While it lacks the cultural significance of the original prehistoric monument found in England, western Nebraska's junk-car tribute to Stonehenge remains a top tourist draw in state — even if it is more likely to attract gearheads than Druids.
If officials vote next week as expected, the western Nebraska city of Alliance will take control of Carhenge, the 26-year-old mashup monument to English prehistory and the American automobile.
The Alliance City Council is expected to accept the monument and a surrounding 10-acre site as a gift during its meeting July 25. If the deal is approved, the city in October will assume ownership of the Stonehenge lookalike, once labeled the No. 2 wackiest attraction in America.
Carhenge was built in 1987 by the Jim Reinders and several relatives on land the family once farmed just north of Alliance, in western Nebraska. A few years later, Reinders donated Carhenge and 10 acres around it to a nonprofit group, Friends of Carhenge.
The monument is comprised of 38 automobiles arranged in a circle to closely resemble the stones at England's Stonehenge, the mysterious prehistoric landmark and UNESCO World Heritage site. Several cars are planted upright in the dirt, with other cars placed on top to form archways. All the cars are painted gray to further the resemblance to its ancient inspiration.
The monument was put up for sale in 2011, with an asking price of $300,000. Marcia Buck, president of Friends of Carhenge, said at the time the quirky tourist attraction lacked volunteers and had limited capital.
The site attracts an estimated 75,000 to 80,000 visitors per year, drawing many travelers on their way to South Dakota's Black Hills and Mount Rushmore, said Kevin Howard, director of the Alliance Visitors Bureau. Howard says the replica, about four miles north of downtown Alliance, has helped steered business into the town of about 8,500.
Carhenge received national recognition in 2009, when the travel advice site TripAdvisor named it among the nation's 10 wackiest attractions. The only site deemed wackier was a toilet seat museum in San Antonio, which has more than 800 decorated toilet seat lids but no bathroom.
The monument's nonprofit owner, the Friends of Carhenge, decided to sell the replica because of the rising cost of gift-shop merchandise, insurance and property taxes. The group will remain intact but shift its focus to fundraising, said Buck.
Buck said initial upgrades could include a new paint job and gravel for pathways. The partnership with the city will help add awnings for shade, new trees and an RV campsite around the otherwise desolate monument.
The monument routinely attracts visitors from around the world and all 50 states. As of June, Carhenge this year already had drawn visitors from at least 48 states and 14 countries. The owners charge no admission fee, and visitors are allowed to walk up and touch it. Last year, visitors from Canada, England, German, France and Italy signed their names to the log book, to name a few.
"I'm always amazed at how many people go out of their way to see it," Buck said.

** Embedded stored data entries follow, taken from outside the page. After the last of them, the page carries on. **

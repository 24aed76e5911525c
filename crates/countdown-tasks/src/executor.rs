//! Running the external tool for one unit

use std::collections::HashMap;
use std::path::{Path, PathBuf};
use std::process::Stdio;
use std::sync::Arc;
use std::time::{Duration, Instant};

use async_trait::async_trait;
use countdown_core::config::format_duration;
use countdown_core::{ExecutionError, Result};
use tokio::io::{AsyncBufRead, AsyncBufReadExt, BufReader, Split};
use tokio::process::{Child, ChildStderr, ChildStdout, Command};
use tracing::{debug, warn};

use crate::classifier::{classify, FailureKind, ProcessResult};
use crate::reporter::{TaskEvent, TaskReporter, TracingReporter};
use crate::task::{CoverageArtifact, ExecutionOutcome, OutcomeStatus, Task};

/// Something that turns a task into an outcome
#[async_trait]
pub trait Executor: Send + Sync {
    /// Run one task; unit failures are outcomes, only orchestration errors are `Err`
    async fn execute(&self, task: Task) -> Result<ExecutionOutcome>;
}

/// How the tool is invoked for each unit
#[derive(Debug, Clone)]
pub enum Invocation {
    /// `build -o <bin_dir>/<basename> <args> <unit>`
    Build { bin_dir: PathBuf, args: Vec<String> },
    /// `test -timeout <t> -v <args> [-run <alt>] <unit> <non_test_args>`
    Test {
        args: Vec<String>,
        non_test_args: Vec<String>,
        /// `-run` pattern used when the task does not name specific tests
        run_pattern: Option<String>,
    },
    /// `test -cover -coverprofile <file> -timeout <t> -v <args> <unit>`
    Coverage { args: Vec<String> },
}

impl Invocation {
    fn is_build(&self) -> bool {
        matches!(self, Self::Build { .. })
    }
}
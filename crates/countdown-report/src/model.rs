//! Report model: suites of cases with failures and skips

use std::time::Duration;

use serde::{Deserialize, Serialize};

/// A failure attached to a test case
#[derive(Debug, Clone, PartialEq, Eq, Serialize, Deserialize)]
pub struct Failure {
    /// Short message
    pub message: String,
    /// Full detail, usually raw tool output
    pub detail: String,
}

impl Failure {
    pub fn new(message: impl Into<String>, detail: impl Into<String>) -> Self {
        Self {
            message: message.into(),
            detail: detail.into(),
        }
    }
}

/// A single test case
#[derive(Debug, Clone, PartialEq, Serialize, Deserialize)]
pub struct TestCase {
    pub classname: String,
    pub name: String,
    pub time: Duration,
    #[serde(default, skip_serializing_if = "Vec::is_empty")]
    pub failures: Vec<Failure>,
    /// Reason the framework skipped the case
    #[serde(default, skip_serializing_if = "Option::is_none")]
    pub skipped: Option<String>,
}

impl TestCase {
    /// A passing case
    pub fn passed(classname: impl Into<String>, name: impl Into<String>, time: Duration) -> Self {
        Self {
            classname: classname.into(),
            name: name.into(),
            time,
            failures: Vec::new(),
            skipped: None,
        }
    }

    /// A case with a single failure
    pub fn failed(
        classname: impl Into<String>,
        name: impl Into<String>,
        time: Duration,
        failure: Failure,
    ) -> Self {
        Self {
            failures: vec![failure],
            ..Self::passed(classname, name, time)
        }
    }

    pub fn is_failed(&self) -> bool {
        !self.failures.is_empty()
    }

    pub fn is_skipped(&self) -> bool {
        self.skipped.is_some()
    }
}

/// A suite of test cases, one per unit
#[derive(Debug, Clone, PartialEq, Serialize, Deserialize)]
pub struct TestSuite {
    pub name: String,
    pub cases: Vec<TestCase>,
    pub time: Duration,
}

impl TestSuite {
    pub fn new(name: impl Into<String>) -> Self {
        Self {
            name: name.into(),
            cases: Vec::new(),
            time: Duration::ZERO,
        }
    }

    /// A suite holding exactly one failing case
    pub fn with_failure(
        name: impl Into<String>,
        case_name: impl Into<String>,
        message: impl Into<String>,
        detail: impl Into<String>,
        time: Duration,
    ) -> Self {
        let name = name.into();
        let case = TestCase::failed(
            name.clone(),
            case_name,
            time,
            Failure::new(message, detail),
        );
        Self {
            name,
            cases: vec![case],
            time,
        }
    }

    pub fn tests(&self) -> usize {
        self.cases.len()
    }

    pub fn failures(&self) -> usize {
        self.cases.iter().filter(|c| c.is_failed()).count()
    }

    pub fn skipped(&self) -> usize {
        self.cases.iter().filter(|c| c.is_skipped()).count()
    }

    /// A suite fails iff it has at least one failing case
    pub fn is_failed(&self) -> bool {
        self.failures() > 0
    }

    /// Names of cases the framework skipped
    pub fn skipped_names(&self) -> Vec<String> {
        self.cases
            .iter()
            .filter(|c| c.is_skipped())
            .map(|c| c.name.clone())
            .collect()
    }

    /// Append `suffix` to every case name
    pub fn append_suffix(&mut self, suffix: &str) {
        for case in &mut self.cases {
            case.name.push_str(suffix);
        }
    }
}

#[cfg(test)]
mod tests {
    use super::*;

    #[test]
    fn test_suite_counts() {
        let mut suite = TestSuite::new("pkg");
        suite
            .cases
            .push(TestCase::passed("pkg", "TestA", Duration::ZERO));
        suite.cases.push(TestCase::failed(
            "pkg",
            "TestB",
            Duration::ZERO,
            Failure::new("Failed", "boom"),
        ));
        let mut skipped = TestCase::passed("pkg", "TestC", Duration::ZERO);
        skipped.skipped = Some("flaky".to_string());
        suite.cases.push(skipped);

        assert_eq!(suite.tests(), 3);
        assert_eq!(suite.failures(), 1);
        assert_eq!(suite.skipped(), 1);
        assert!(suite.is_failed());
        assert_eq!(suite.skipped_names(), vec!["TestC"]);
    }

    #[test]
    fn test_with_failure() {
        let suite = TestSuite::with_failure(
            "v.io/x/ref",
            "Build",
            "build failure",
            "# v.io/x/ref\nundefined: x",
            Duration::from_secs(1),
        );
        assert_eq!(suite.tests(), 1);
        assert!(suite.is_failed());
        assert_eq!(suite.cases[0].classname, "v.io/x/ref");
        assert_eq!(suite.cases[0].failures[0].message, "build failure");
    }

    #[test]
    fn test_append_suffix() {
        let mut suite = TestSuite::new("pkg");
        suite
            .cases
            .push(TestCase::passed("pkg", "TestA", Duration::ZERO));
        suite.append_suffix(" [GoTest - linux,amd64]");
        assert_eq!(suite.cases[0].name, "TestA [GoTest - linux,amd64]");
    }
}
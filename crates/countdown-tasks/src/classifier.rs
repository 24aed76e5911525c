//! Failure classification of a finished tool invocation

use countdown_core::Unit;

/// What a subprocess left behind
#[derive(Debug, Clone, PartialEq, Eq)]
pub struct ProcessResult {
    /// Exit code, `None` when killed by a signal
    pub exit_code: Option<i32>,
    /// Interleaved stdout and stderr
    pub output: String,
    /// Whether the hard timeout fired
    pub timed_out: bool,
}

impl ProcessResult {
    pub fn success(&self) -> bool {
        !self.timed_out && self.exit_code == Some(0)
    }
}

/// Why a unit did not pass
#[derive(Debug, Clone, Copy, PartialEq, Eq)]
pub enum FailureKind {
    BuildFailed,
    TestFailed,
    TimedOut,
}

/// Classify a failed invocation of `unit`.
///
/// Exit code 2 is a compile error. Exit code 1 is a build failure only when
/// the output is the tool's `# <unit>` diagnostic ending in `[setup failed]`.
/// Any other code falls back to looking at the diagnostic prefix alone.
pub fn classify(result: &ProcessResult, unit: &Unit) -> FailureKind {
    if result.timed_out {
        return FailureKind::TimedOut;
    }

    let diagnostic_prefix = format!("# {}", unit);
    let has_prefix = result.output.starts_with(&diagnostic_prefix);

    match result.exit_code {
        Some(2) => FailureKind::BuildFailed,
        Some(1) => {
            if has_prefix && result.output.ends_with("[setup failed]\n") {
                FailureKind::BuildFailed
            } else {
                FailureKind::TestFailed
            }
        }
        _ if has_prefix => FailureKind::BuildFailed,
        _ => FailureKind::TestFailed,
    }
}

#[cfg(test)]
mod tests {
    use super::*;

    fn result(code: Option<i32>, output: &str) -> ProcessResult {
        ProcessResult {
            exit_code: code,
            output: output.to_string(),
            timed_out: false,
        }
    }

    #[test]
    fn test_timeout_wins() {
        let mut r = result(Some(2), "# pkg\n");
        r.timed_out = true;
        assert_eq!(classify(&r, &Unit::new("pkg")), FailureKind::TimedOut);
    }

    #[test]
    fn test_exit_two_is_build_failure() {
        assert_eq!(
            classify(&result(Some(2), "anything"), &Unit::new("pkg")),
            FailureKind::BuildFailed
        );
    }

    #[test]
    fn test_exit_one_setup_failed() {
        let unit = Unit::new("v.io/x/ref/lib");
        let out = "# v.io/x/ref/lib\nimport cycle not allowed\nFAIL\tv.io/x/ref/lib [setup failed]\n";
        assert_eq!(classify(&result(Some(1), out), &unit), FailureKind::BuildFailed);
    }

    #[test]
    fn test_exit_one_plain_failure() {
        let unit = Unit::new("v.io/x/ref/lib");
        let out = "--- FAIL: TestX (0.00s)\nFAIL\n";
        assert_eq!(classify(&result(Some(1), out), &unit), FailureKind::TestFailed);

        // diagnostic prefix without the setup suffix
        let out = "# v.io/x/ref/lib\nvet: something\n";
        assert_eq!(classify(&result(Some(1), out), &unit), FailureKind::TestFailed);
    }

    #[test]
    fn test_other_codes_fall_back_to_prefix() {
        let unit = Unit::new("pkg");
        assert_eq!(classify(&result(Some(3), "# pkg\nerr"), &unit), FailureKind::BuildFailed);
        assert_eq!(classify(&result(None, "killed"), &unit), FailureKind::TestFailed);
    }
}
//! Configuration loading

use std::path::{Path, PathBuf};

use tracing::{debug, info, warn};

use crate::error::{ConfigError, Result};

use super::defaults::config_file_names;
use super::types::Config;
use super::validation::validate_config;

/// Load configuration from a file
pub fn load_config(path: &Path) -> Result<Config> {
    let format = if path.extension().is_some_and(|e| e == "toml") {
        "TOML"
    } else {
        "YAML"
    };
    info!(path = %path.display(), format, "loading config");

    let content = std::fs::read_to_string(path).map_err(ConfigError::Io)?;

    let config: Config = if format == "TOML" {
        toml::from_str(&content).map_err(ConfigError::TomlError)?
    } else {
        serde_yaml::from_str(&content).map_err(ConfigError::YamlError)?
    };

    validate_config(&config)?;
    debug!(path = %path.display(), exclusions = config.exclusions.len(), "config loaded and validated");
    Ok(config)
}

/// Find configuration file in directory or parent directories.
///
/// Each level checks `<dir>/<name>` and then `<dir>/.github/<name>`.
pub fn find_config(start_dir: &Path) -> Option<PathBuf> {
    debug!(start_dir = %start_dir.display(), "searching for config file");
    let mut current = start_dir.to_path_buf();

    loop {
        for name in config_file_names() {
            let config_path = current.join(name);
            if config_path.exists() {
                info!(path = %config_path.display(), "found config file");
                return Some(config_path);
            }

            let github_path = current.join(".github").join(name);
            if github_path.exists() {
                info!(path = %github_path.display(), "found config file in .github/");
                return Some(github_path);
            }
        }

        if !current.pop() {
            break;
        }
    }

    debug!("no config file found");
    None
}

/// Load configuration from directory (searching parent directories)
pub fn load_config_from_dir(dir: &Path) -> Result<(Config, PathBuf)> {
    let config_path = find_config(dir).ok_or_else(|| ConfigError::NotFound(dir.to_path_buf()))?;

    let config = load_config(&config_path)?;
    Ok((config, config_path))
}

/// Load configuration or use defaults when no file exists.
///
/// A file that exists but fails to parse or validate is still an error.
pub fn load_config_or_default(dir: &Path) -> Result<(Config, Option<PathBuf>)> {
    match find_config(dir) {
        Some(path) => {
            let config = load_config(&path)?;
            Ok((config, Some(path)))
        }
        None => {
            warn!(dir = %dir.display(), "no config found, using defaults");
            Ok((Config::default(), None))
        }
    }
}
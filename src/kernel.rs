// src/kernel.rs

//! The data-flow kernel: the caller-facing handle of the engine.
//!
//! A [`DataFlowKernel`] owns the runtime loop task. Submitting an app hands
//! back an [`AppFuture`] immediately; the task runs once every future it was
//! given as an argument resolved, on the executor its app asks for.

use std::path::{Path, PathBuf};
use std::sync::atomic::{AtomicBool, AtomicU64, Ordering};
use std::sync::{Arc, Mutex, PoisonError};
use std::time::Duration;

use tokio::sync::{mpsc, oneshot};
use tokio::task::JoinHandle;
use tracing::{debug, info, warn};

use crate::app::{AppDescriptor, Args};
use crate::config::KernelConfig;
use crate::dag::{ExecutorSelector, Scheduler, StatusSummary, TaskNode, TaskSnapshot};
use crate::engine::{
    CompletionSink, ControlRequest, CoreKernel, KernelEvent, KernelMessage, KernelRuntime,
};
use crate::errors::{KernelError, Result, TaskError};
use crate::exec::{ExecContext, ExecutorRegistry};
use crate::future::AppFuture;
use crate::retry::RetryPolicy;
use crate::rundir::make_rundir;
use crate::types::TaskId;

/// Kernel-wide settings.
#[derive(Debug, Clone)]
pub struct KernelOptions {
    /// Base directory; each kernel creates the next numbered directory below it.
    pub run_dir: PathBuf,
    pub retry: RetryPolicy,
    /// Executor for apps that do not name one.
    pub default_executor: Option<String>,
    /// How long `shutdown` waits for in-flight tasks when called without a
    /// timeout.
    pub shutdown_timeout: Duration,
    /// Abort the run on the first task that fails terminally. Off by default:
    /// a failure only reaches the tasks that depend on it.
    pub fail_fast: bool,
}

impl Default for KernelOptions {
    fn default() -> Self {
        Self {
            run_dir: PathBuf::from("runinfo"),
            retry: RetryPolicy::default(),
            default_executor: None,
            shutdown_timeout: Duration::from_secs(30),
            fail_fast: false,
        }
    }
}

/// What `shutdown` had to do.
#[derive(Debug, Clone, Copy, Default, PartialEq, Eq)]
pub struct ShutdownReport {
    /// Tasks failed because they had not been dispatched yet.
    pub never_dispatched: usize,
    /// In-flight tasks given up on when the timeout expired.
    pub abandoned: usize,
    /// Whether every in-flight task finished within the timeout.
    pub drained: bool,
}

pub struct DataFlowKernel {
    tx: mpsc::UnboundedSender<KernelMessage>,
    next_id: AtomicU64,
    /// No new submissions once set.
    closed: AtomicBool,
    /// The runtime loop was told to stop.
    stopped: AtomicBool,
    run_dir: PathBuf,
    options: KernelOptions,
    join: Mutex<Option<JoinHandle<Result<()>>>>,
}

impl std::fmt::Debug for DataFlowKernel {
    fn fmt(&self, f: &mut std::fmt::Formatter<'_>) -> std::fmt::Result {
        f.debug_struct("DataFlowKernel")
            .field("run_dir", &self.run_dir)
            .field("submitted", &self.submitted())
            .field("closed", &self.closed.load(Ordering::SeqCst))
            .finish_non_exhaustive()
    }
}

impl DataFlowKernel {
    /// Start a kernel over `executors`.
    ///
    /// Must be called from within a Tokio runtime: the event loop is spawned
    /// onto it.
    pub fn new(executors: ExecutorRegistry, options: KernelOptions) -> Result<Self> {
        if executors.is_empty() {
            return Err(KernelError::ConfigError(
                "a kernel needs at least one executor".to_string(),
            ));
        }
        if let Some(default) = &options.default_executor {
            if executors.get(default).is_none() {
                return Err(KernelError::UnknownExecutor(default.clone()));
            }
        }
        let rt = tokio::runtime::Handle::try_current().map_err(|_| {
            KernelError::ConfigError("the kernel must be started inside a Tokio runtime".to_string())
        })?;

        let run_dir = make_rundir(&options.run_dir)?;
        let (tx, rx) = mpsc::unbounded_channel();

        executors.start_all(&ExecContext {
            run_dir: run_dir.clone(),
            sink: CompletionSink::new(tx.clone()),
        })?;

        let selector = ExecutorSelector::new(
            executors.names().map(str::to_string),
            options.default_executor.clone(),
        );
        let scheduler = Scheduler::new(selector, options.retry).with_fail_fast(options.fail_fast);
        let core = CoreKernel::new(scheduler);
        let runtime = KernelRuntime::new(core, rx, tx.clone(), executors);
        let join = rt.spawn(runtime.run());

        info!(run_dir = %run_dir.display(), "kernel started");

        Ok(Self {
            tx,
            next_id: AtomicU64::new(0),
            closed: AtomicBool::new(false),
            stopped: AtomicBool::new(false),
            run_dir,
            options,
            join: Mutex::new(Some(join)),
        })
    }

    /// Build executors and options from a validated configuration.
    pub fn from_config(config: &KernelConfig) -> Result<Self> {
        let executors = crate::config::build_executors(config)?;
        Self::new(executors, crate::config::kernel_options(config))
    }

    pub fn run_dir(&self) -> &Path {
        &self.run_dir
    }

    pub fn options(&self) -> &KernelOptions {
        &self.options
    }

    /// Number of tasks submitted so far.
    pub fn submitted(&self) -> u64 {
        self.next_id.load(Ordering::SeqCst)
    }

    /// Submit one invocation of `app`. Never blocks.
    ///
    /// Every future inside `args` becomes a dependency; the task is
    /// dispatched once all of them resolved, and fails with
    /// `DependencyFailed` as soon as one of them fails. After shutdown
    /// began the returned future is already failed with `KernelShutdown`.
    pub fn submit(&self, app: &Arc<AppDescriptor>, args: Args) -> AppFuture {
        let id = self.next_id.fetch_add(1, Ordering::SeqCst);
        let future = AppFuture::new(id, app.outputs.clone());

        if self.closed.load(Ordering::SeqCst) {
            debug!(task_id = id, app = %app.name, "submission after shutdown");
            let _ = future.fail(TaskError::KernelShutdown { task: id });
            return future;
        }

        let deps = args.dependencies();
        let node = TaskNode::new(id, app.clone(), args, future.clone());

        if self
            .tx
            .send(KernelMessage::Event(KernelEvent::Submitted(node)))
            .is_err()
        {
            let _ = future.fail(TaskError::KernelShutdown { task: id });
            return future;
        }

        for dep in deps {
            let tx = self.tx.clone();
            let dependency = dep.task_id();
            dep.on_settled(move |outcome| {
                let result = outcome.as_ref().map(|_| ()).map_err(Clone::clone);
                let _ = tx.send(KernelMessage::Event(KernelEvent::DependencySettled {
                    task: id,
                    dependency,
                    result,
                }));
            });
        }

        debug!(task_id = id, app = %app.name, "task submitted");
        future
    }

    /// Cancel a task. Returns `false` if it had already finished.
    pub async fn cancel(&self, task: TaskId) -> Result<bool> {
        self.request(|reply| ControlRequest::Cancel(task, reply)).await
    }

    pub async fn status(&self) -> Result<StatusSummary> {
        self.request(ControlRequest::Status).await
    }

    /// Inspect one task.
    pub async fn task(&self, task: TaskId) -> Result<Option<TaskSnapshot>> {
        self.request(|reply| ControlRequest::Snapshot(task, reply))
            .await
    }

    /// Wait until every submitted task reached a terminal state.
    pub async fn wait_all(&self) -> Result<()> {
        self.request(ControlRequest::WaitDrained).await
    }

    /// Shut the kernel down.
    ///
    /// 1. New submissions fail immediately; tasks never dispatched fail with
    ///    `KernelShutdown`.
    /// 2. In-flight tasks get up to `timeout` (default: the configured
    ///    shutdown timeout) to finish.
    /// 3. Stragglers are cancelled and fail with `KernelShutdown`.
    /// 4. Every executor is shut down and the event loop exits.
    pub async fn shutdown(&self, timeout: Option<Duration>) -> Result<ShutdownReport> {
        if self.stopped.load(Ordering::SeqCst) {
            return Err(KernelError::KernelStopped);
        }
        self.closed.store(true, Ordering::SeqCst);
        let timeout = timeout.unwrap_or(self.options.shutdown_timeout);

        let mut report = ShutdownReport {
            never_dispatched: self.request(ControlRequest::BeginShutdown).await?,
            ..ShutdownReport::default()
        };

        let drained = tokio::time::timeout(timeout, self.wait_all()).await;
        match drained {
            Ok(res) => {
                res?;
                report.drained = true;
            }
            Err(_) => {
                warn!(?timeout, "in-flight tasks did not finish in time; abandoning them");
                report.abandoned = self.request(ControlRequest::Abandon).await?;
            }
        }

        self.stopped.store(true, Ordering::SeqCst);
        let (reply, done) = oneshot::channel();
        self.tx
            .send(KernelMessage::Control(ControlRequest::Stop(Some(reply))))
            .map_err(|_| KernelError::KernelStopped)?;
        done.await.map_err(|_| KernelError::KernelStopped)?;

        let join = self
            .join
            .lock()
            .unwrap_or_else(PoisonError::into_inner)
            .take();
        if let Some(join) = join {
            match join.await {
                Ok(res) => res?,
                Err(e) => warn!(error = %e, "kernel runtime task failed"),
            }
        }

        info!(?report, "kernel shut down");
        Ok(report)
    }

    async fn request<T, F>(&self, make: F) -> Result<T>
    where
        F: FnOnce(oneshot::Sender<T>) -> ControlRequest,
    {
        let (reply, rx) = oneshot::channel();
        self.tx
            .send(KernelMessage::Control(make(reply)))
            .map_err(|_| KernelError::KernelStopped)?;
        rx.await.map_err(|_| KernelError::KernelStopped)
    }
}

impl Drop for DataFlowKernel {
    fn drop(&mut self) {
        if !self.stopped.swap(true, Ordering::SeqCst) {
            debug!("kernel dropped without shutdown; stopping runtime");
            let _ = self
                .tx
                .send(KernelMessage::Control(ControlRequest::Stop(None)));
        }
    }
}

Officials in Alliance have recommended that the city accept the monument and land as a gift, which would put city officials in charge of lawn-mowing and other maintenance, said city manager J.D. Cox.
Cox said the monument had its critics in the early years, who argued that it looked "junky," but many residents have since warmed to the site as a draw for tourists who might stop in Alliance.
"It's been successful with the volunteers, and we're hopeful we can take that success to a whole new level," Cox said. "Out of all the conversations I've had — and I've had dozens — I haven't talked to anyone who isn't excited about it."
Reinders' family built the monument as a memorial to his father. Reinders studied the structure of Stonehenge while living in England and used that knowledge to build the car-based monument with the same shape, proportions and size. Other car sculptures have since been added to form what is now the Car Art Reserve.